According to one embodiment of the invention, the pickling solution further comprises 2 to 7 g of nickel chloride and 2 to 8 g of iron (II) sulfate. However, these additives should only apply in the case of pickling of stainless steels, so in this case z. B. a partial nickel plating takes place in the pickling bath with exclusion of oxygen.

In one embodiment of the invention, the anions of the quaternary fluoroalkylammonium salts include chloride, bromide or iodide anions. So it is z. Example, in the fluorosurfactant to quaternary fluoroalkylammonium chloride, quaternary fluoroalkylammonium bromide or quaternary Fluoralkylammoniumiodid.

According to one embodiment of the invention, the alcohol is selected from the group: ethanol, isopropanol, glycerol, propylene glycol, 2-methyl-2,4-pentanediol. In particular, 2-methyl-2,4-pentanediol may be particularly suitable here because of its properties as a surfactant and its emulsion-stabilizing properties: This may have the advantage that even after degreasing the metal surfaces, the fat particles now adhering to the surfactants so stable in the solution be kept without it z. B. occurs during removal of the metal from the pickling solution to accidental re-adhesion of the fat particles on the metal surface. Here can z. As well as the combination with an addition of 0.06 to 0.3 g of sodium carbonate be helpful, which also effectively hold in the pickling solution dirt and fat particles in the balance.

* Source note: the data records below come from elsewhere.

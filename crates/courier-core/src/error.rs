// SPDX-FileCopyrightText: 2026 Courier Contributors
// SPDX-License-Identifier: MIT OR Apache-2.0

//! Error types for the Courier delivery engines.

use std::time::Duration;

use strum::Display;
use thiserror::Error;

use crate::types::{StatusClass, classify_status};

/// The primary error type used across all Courier engines and adapters.
#[derive(Debug, Error)]
pub enum CourierError {
    /// Configuration errors (invalid TOML, bad base URL, out-of-range values).
    #[error("configuration error: {0}")]
    Config(String),

    /// Storage backend errors (database connection, query failure, serialization).
    #[error("storage error: {source}")]
    Storage {
        source: Box<dyn std::error::Error + Send + Sync>,
    },

    /// Caller input is unusable (empty text, missing or empty media payload).
    #[error("validation error: {0}")]
    Validation(String),

    /// The request never produced an HTTP response.
    #[error("network error: {message}")]
    Network {
        message: String,
        /// Connectivity and timeout failures are retryable; anything else is not.
        retryable: bool,
    },

    /// The remote service answered with a non-2xx status.
    #[error("remote service returned {status}: {body}")]
    Http { status: u16, body: String },

    /// The remote service answered 2xx but the body did not match the contract.
    #[error("protocol error: {0}")]
    Protocol(String),

    /// A non-retryable failure, or a retry budget that ran out.
    #[error("{0}")]
    Terminal(String),

    /// The attempt failed and the caller should offer to resubmit `payload` verbatim.
    #[error("delivery failed ({reason}); retry manually")]
    ManualRetryRequested { payload: String, reason: String },

    /// The circuit breaker is open; no request was sent.
    #[error("circuit open, try again in {}s", .remaining.as_secs().max(1))]
    CircuitOpen { remaining: Duration },

    /// Internal or unexpected errors.
    #[error("internal error: {0}")]
    Internal(String),
}

/// The four failure classes callers reason about.
#[derive(Debug, Clone, Copy, PartialEq, Eq, Display)]
#[strum(serialize_all = "kebab-case")]
pub enum ErrorKind {
    Validation,
    Transient,
    Terminal,
    ManualRetryRequested,
}

impl CourierError {
    /// Classifies this error into the failure taxonomy.
    pub fn kind(&self) -> ErrorKind {
        match self {
            CourierError::Validation(_) => ErrorKind::Validation,
            CourierError::Network { retryable: true, .. } => ErrorKind::Transient,
            CourierError::Http { status, .. } => match classify_status(*status) {
                StatusClass::Transient => ErrorKind::Transient,
                _ => ErrorKind::Terminal,
            },
            CourierError::ManualRetryRequested { .. } => ErrorKind::ManualRetryRequested,
            _ => ErrorKind::Terminal,
        }
    }

    /// Returns true when retrying the same request may succeed.
    pub fn is_transient(&self) -> bool {
        self.kind() == ErrorKind::Transient
    }

    pub(crate) fn storage(e: impl std::error::Error + Send + Sync + 'static) -> Self {
        CourierError::Storage {
            source: Box::new(e),
        }
    }
}

impl From<serde_json::Error> for CourierError {
    fn from(e: serde_json::Error) -> Self {
        CourierError::Protocol(format!("malformed JSON: {e}"))
    }
}

impl From<std::io::Error> for CourierError {
    fn from(e: std::io::Error) -> Self {
        CourierError::storage(e)
    }
}
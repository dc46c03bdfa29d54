//! Envelope types for the CLI's stream-json output.
//!
//! Matches the line format emitted by the external assistant CLI when run
//! with `-p --verbose --output-format stream-json`: one JSON object per
//! line, discriminated by a `type` field.

use serde::{Deserialize, Serialize};
use serde_json::Value;
use std::path::PathBuf;

/// One decoded line of the streaming protocol.
///
/// The set is closed: a line whose `type` tag is not recognized decodes to
/// [`Envelope::Unknown`] so the pipeline degrades instead of crashing.
#[derive(Debug, Clone, Serialize, Deserialize)]
#[serde(tag = "type", rename_all = "snake_case")]
pub enum Envelope {
    /// Session initialization with model and tool metadata.
    Init(InitEnvelope),
    /// User turn: text and/or tool_result blocks.
    User(UserEnvelope),
    /// Assistant turn: text and/or tool_use blocks.
    Assistant(AssistantEnvelope),
    /// Terminal summary for the session.
    Result(ResultEnvelope),
    /// Unrecognized discriminator, kept for diagnostics.
    #[serde(skip_deserializing)]
    Unknown { kind: String, raw: Value },
}

impl Envelope {
    /// Session id carried by the envelope, when present.
    pub fn session_id(&self) -> Option<&str> {
        match self {
            Envelope::Init(e) => Some(&e.session_id),
            Envelope::User(e) => Some(&e.session_id),
            Envelope::Assistant(e) => Some(&e.session_id),
            Envelope::Result(e) => Some(&e.session_id),
            Envelope::Unknown { .. } => None,
        }
    }
}

/// Session metadata emitted once at startup.
#[derive(Debug, Clone, Serialize, Deserialize)]
pub struct InitEnvelope {
    pub session_id: String,
    #[serde(default)]
    pub model: String,
    #[serde(default)]
    pub tools: Vec<String>,
    #[serde(default)]
    pub permission_mode: Option<String>,
    #[serde(default)]
    pub cwd: Option<PathBuf>,
    #[serde(default)]
    pub mcp_servers: Vec<Value>,
    #[serde(flatten)]
    pub extra: Value,
}

/// User envelope wrapping a message with content blocks.
#[derive(Debug, Clone, Serialize, Deserialize)]
pub struct UserEnvelope {
    pub session_id: String,
    pub message: ProtocolMessage,
    #[serde(default)]
    pub uuid: Option<String>,
    #[serde(default)]
    pub parent_tool_use_id: Option<String>,
    #[serde(flatten)]
    pub extra: Value,
}

/// Assistant envelope wrapping a message with content blocks.
#[derive(Debug, Clone, Serialize, Deserialize)]
pub struct AssistantEnvelope {
    pub session_id: String,
    pub message: ProtocolMessage,
    #[serde(default)]
    pub uuid: Option<String>,
    #[serde(default)]
    pub parent_tool_use_id: Option<String>,
    #[serde(flatten)]
    pub extra: Value,
}

/// The message object inside user/assistant envelopes.
#[derive(Debug, Clone, Serialize, Deserialize)]
pub struct ProtocolMessage {
    #[serde(default)]
    pub id: Option<String>,
    #[serde(default)]
    pub role: String,
    #[serde(default)]
    pub content: Vec<ContentBlock>,
    #[serde(default)]
    pub model: Option<String>,
    #[serde(default)]
    pub usage: Option<TokenUsage>,
    #[serde(flatten)]
    pub extra: Value,
}

/// Content block in a message.
#[derive(Debug, Clone, Serialize, Deserialize)]
#[serde(tag = "type", rename_all = "snake_case")]
pub enum ContentBlock {
    Text {
        text: String,
    },
    ToolUse {
        id: String,
        name: String,
        input: Value,
    },
    ToolResult {
        tool_use_id: String,
        #[serde(default)]
        content: Value,
        #[serde(default)]
        is_error: bool,
    },
}

/// Terminal result envelope.
#[derive(Debug, Clone, Serialize, Deserialize)]
pub struct ResultEnvelope {
    pub session_id: String,
    #[serde(default)]
    pub subtype: String,
    #[serde(default)]
    pub is_error: bool,
    #[serde(default)]
    pub result: String,
    #[serde(default)]
    pub duration_ms: u64,
    #[serde(default)]
    pub num_turns: u32,
    #[serde(default)]
    pub total_cost_usd: f64,
    #[serde(default)]
    pub usage: Option<TokenUsage>,
    #[serde(default)]
    pub permission_denials: Vec<Value>,
    #[serde(flatten)]
    pub extra: Value,
}

/// Token usage attached to messages and results.
#[derive(Debug, Clone, Default, Serialize, Deserialize)]
pub struct TokenUsage {
    #[serde(default)]
    pub input_tokens: u64,
    #[serde(default)]
    pub output_tokens: u64,
    #[serde(default)]
    pub cache_read_input_tokens: u64,
    #[serde(default)]
    pub cache_creation_input_tokens: u64,
    #[serde(flatten)]
    pub extra: Value,
}

impl TokenUsage {
    /// Input + output tokens.
    pub fn total(&self) -> u64 {
        self.input_tokens + self.output_tokens
    }
}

According to one embodiment of the invention, the alcohol is contained in a proportion of 5-25% in the aqueous fluorosurfactant alcohol solution.

In one embodiment of the invention, the aryl portion of the alkali aryl sulfonate comprises benzene and the alkyl chain comprises a 4-C 10-13 sec alkyl derivative and / or the aryl portion of the alkali aryl sulfonate comprises benzene and the alkyl group contains 1-4 carbon atoms , preferably 1 or 2 carbon atoms.

For example, the methyl-arylated-arylsulfonate may result from a reaction of benzenesulfonic acid, 4-C 10-13 sec-alkyl derivatives, ethylbenzenesulfonic acid (or instead methylbenzenesulfonic acid) and NaOH, generally the alkyl group of the alkylbenzenesulfonic acid being 1-4 carbon atoms, preferably 1 or Contains 2 carbon atoms. This may result in a dissolved anionic surfactant, an agent which due to its surface activity may contribute to the dissolution of fat on metal surfaces.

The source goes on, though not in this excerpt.